What you will do:
The expected answer is a bare count of the lines in the data below that contain "Ordering".
◇ ◇ ◇ ◇
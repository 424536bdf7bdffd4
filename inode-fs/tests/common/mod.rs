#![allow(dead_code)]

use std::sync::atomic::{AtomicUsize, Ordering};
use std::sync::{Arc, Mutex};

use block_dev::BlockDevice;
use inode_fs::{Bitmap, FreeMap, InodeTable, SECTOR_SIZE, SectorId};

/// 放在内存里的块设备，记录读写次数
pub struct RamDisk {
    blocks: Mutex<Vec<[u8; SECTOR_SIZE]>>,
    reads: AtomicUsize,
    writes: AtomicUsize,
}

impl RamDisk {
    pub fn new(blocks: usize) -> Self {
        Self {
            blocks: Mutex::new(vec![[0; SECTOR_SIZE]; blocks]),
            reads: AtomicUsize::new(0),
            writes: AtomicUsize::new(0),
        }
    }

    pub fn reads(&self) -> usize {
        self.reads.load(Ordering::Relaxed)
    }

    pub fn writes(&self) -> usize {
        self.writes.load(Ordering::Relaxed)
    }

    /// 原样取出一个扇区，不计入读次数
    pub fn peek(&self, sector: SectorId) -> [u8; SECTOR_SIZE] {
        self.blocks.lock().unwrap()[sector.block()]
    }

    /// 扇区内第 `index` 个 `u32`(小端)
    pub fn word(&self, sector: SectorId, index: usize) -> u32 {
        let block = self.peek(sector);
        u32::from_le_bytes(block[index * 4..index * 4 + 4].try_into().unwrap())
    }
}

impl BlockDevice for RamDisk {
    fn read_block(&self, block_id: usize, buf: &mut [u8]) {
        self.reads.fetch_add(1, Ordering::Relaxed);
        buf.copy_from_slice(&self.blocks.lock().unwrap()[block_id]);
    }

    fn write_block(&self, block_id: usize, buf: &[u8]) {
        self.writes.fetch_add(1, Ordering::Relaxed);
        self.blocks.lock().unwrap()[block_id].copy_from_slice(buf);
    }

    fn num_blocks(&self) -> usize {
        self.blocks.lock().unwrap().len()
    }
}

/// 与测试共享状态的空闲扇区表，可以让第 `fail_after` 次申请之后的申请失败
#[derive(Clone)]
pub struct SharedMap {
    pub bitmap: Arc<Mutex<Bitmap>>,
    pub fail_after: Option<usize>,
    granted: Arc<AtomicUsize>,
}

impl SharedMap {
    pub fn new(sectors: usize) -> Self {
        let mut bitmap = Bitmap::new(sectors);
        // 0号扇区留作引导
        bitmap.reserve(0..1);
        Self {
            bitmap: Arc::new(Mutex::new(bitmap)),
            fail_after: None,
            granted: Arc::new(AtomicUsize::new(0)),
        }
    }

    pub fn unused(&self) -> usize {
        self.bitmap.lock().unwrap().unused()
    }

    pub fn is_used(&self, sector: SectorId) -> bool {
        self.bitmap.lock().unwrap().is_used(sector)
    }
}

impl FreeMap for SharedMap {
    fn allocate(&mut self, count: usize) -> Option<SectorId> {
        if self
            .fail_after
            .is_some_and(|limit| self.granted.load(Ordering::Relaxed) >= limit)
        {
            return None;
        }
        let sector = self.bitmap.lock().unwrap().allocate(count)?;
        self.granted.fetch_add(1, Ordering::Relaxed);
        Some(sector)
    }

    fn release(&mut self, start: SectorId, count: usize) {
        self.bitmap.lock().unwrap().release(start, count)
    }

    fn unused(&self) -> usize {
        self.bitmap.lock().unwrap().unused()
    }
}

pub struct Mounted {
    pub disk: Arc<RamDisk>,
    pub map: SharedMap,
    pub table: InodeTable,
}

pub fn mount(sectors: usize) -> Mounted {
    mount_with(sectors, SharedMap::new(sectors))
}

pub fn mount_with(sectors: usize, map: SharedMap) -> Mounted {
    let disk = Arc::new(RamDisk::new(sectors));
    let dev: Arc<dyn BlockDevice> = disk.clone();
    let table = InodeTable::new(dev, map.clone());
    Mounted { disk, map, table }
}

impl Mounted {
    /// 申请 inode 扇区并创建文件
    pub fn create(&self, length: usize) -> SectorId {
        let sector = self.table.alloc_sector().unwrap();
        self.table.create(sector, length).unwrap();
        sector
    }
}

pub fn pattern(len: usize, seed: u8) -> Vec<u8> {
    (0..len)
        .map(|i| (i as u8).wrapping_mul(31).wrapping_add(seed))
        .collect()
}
◇ ◇ ◇ ◇
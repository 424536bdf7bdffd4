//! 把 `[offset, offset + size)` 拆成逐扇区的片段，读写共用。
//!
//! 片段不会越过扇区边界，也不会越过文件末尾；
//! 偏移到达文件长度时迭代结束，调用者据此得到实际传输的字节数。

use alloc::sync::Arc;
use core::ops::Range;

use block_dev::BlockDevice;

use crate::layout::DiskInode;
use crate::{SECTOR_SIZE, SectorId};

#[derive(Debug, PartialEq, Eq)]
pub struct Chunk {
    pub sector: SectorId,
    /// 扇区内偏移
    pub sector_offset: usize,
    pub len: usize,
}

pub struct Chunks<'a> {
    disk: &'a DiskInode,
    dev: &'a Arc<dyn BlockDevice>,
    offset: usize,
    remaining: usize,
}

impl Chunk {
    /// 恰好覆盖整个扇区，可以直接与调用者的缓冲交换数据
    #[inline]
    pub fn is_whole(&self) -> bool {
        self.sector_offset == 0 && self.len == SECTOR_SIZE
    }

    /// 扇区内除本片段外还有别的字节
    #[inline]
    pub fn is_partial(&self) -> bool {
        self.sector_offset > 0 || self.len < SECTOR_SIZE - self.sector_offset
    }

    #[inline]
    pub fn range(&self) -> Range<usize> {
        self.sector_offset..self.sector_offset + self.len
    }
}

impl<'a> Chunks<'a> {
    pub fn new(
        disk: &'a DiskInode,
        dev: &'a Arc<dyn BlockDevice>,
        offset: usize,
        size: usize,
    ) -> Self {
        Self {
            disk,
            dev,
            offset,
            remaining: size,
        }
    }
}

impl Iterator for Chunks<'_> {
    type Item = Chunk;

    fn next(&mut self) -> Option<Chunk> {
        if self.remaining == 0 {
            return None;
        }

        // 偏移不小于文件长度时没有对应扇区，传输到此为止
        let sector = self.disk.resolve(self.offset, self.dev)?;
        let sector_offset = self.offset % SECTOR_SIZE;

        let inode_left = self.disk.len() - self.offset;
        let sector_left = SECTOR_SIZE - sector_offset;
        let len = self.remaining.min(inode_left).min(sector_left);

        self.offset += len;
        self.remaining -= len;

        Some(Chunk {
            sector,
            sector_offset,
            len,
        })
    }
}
◇ ◇ ◇ ◇
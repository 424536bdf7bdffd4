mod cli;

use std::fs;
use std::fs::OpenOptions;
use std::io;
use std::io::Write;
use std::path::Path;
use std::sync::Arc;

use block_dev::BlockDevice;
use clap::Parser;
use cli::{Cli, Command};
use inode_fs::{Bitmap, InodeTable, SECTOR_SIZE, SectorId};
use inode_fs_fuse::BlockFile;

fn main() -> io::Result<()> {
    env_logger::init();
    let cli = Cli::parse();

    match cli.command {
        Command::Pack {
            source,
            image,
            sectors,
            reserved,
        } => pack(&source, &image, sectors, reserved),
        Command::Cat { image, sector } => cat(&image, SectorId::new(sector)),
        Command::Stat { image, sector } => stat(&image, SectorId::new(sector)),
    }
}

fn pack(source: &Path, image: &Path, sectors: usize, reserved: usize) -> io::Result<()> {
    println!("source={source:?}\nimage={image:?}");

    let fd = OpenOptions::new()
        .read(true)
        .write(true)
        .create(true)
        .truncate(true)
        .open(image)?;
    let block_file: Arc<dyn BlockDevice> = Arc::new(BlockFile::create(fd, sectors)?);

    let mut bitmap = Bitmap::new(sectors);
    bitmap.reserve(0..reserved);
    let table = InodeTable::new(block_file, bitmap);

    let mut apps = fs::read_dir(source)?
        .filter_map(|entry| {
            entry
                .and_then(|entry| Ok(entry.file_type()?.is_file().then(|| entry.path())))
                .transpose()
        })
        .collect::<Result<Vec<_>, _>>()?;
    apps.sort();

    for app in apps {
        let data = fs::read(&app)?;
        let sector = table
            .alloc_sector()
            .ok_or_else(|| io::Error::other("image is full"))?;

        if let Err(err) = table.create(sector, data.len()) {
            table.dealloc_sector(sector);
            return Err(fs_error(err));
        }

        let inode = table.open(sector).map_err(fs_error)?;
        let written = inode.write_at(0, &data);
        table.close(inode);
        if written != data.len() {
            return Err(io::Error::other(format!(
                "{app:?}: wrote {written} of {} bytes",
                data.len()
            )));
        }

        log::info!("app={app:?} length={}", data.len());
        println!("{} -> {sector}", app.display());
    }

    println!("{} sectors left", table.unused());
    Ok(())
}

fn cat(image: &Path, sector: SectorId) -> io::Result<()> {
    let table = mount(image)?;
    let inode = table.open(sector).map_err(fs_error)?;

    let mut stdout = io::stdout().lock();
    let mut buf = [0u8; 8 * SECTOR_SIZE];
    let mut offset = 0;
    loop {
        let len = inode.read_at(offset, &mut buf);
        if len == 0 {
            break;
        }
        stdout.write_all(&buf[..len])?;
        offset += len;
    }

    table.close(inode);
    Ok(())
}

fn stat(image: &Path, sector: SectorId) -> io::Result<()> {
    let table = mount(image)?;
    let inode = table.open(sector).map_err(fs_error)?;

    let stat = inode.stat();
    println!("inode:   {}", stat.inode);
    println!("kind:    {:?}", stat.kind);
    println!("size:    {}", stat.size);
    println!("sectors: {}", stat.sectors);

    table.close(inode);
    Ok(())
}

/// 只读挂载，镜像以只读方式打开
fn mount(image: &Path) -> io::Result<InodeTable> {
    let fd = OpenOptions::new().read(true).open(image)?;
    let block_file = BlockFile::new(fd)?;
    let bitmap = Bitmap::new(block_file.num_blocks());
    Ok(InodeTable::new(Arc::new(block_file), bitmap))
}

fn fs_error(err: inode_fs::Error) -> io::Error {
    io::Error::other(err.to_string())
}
◇ ◇ ◇ ◇
Response box:
7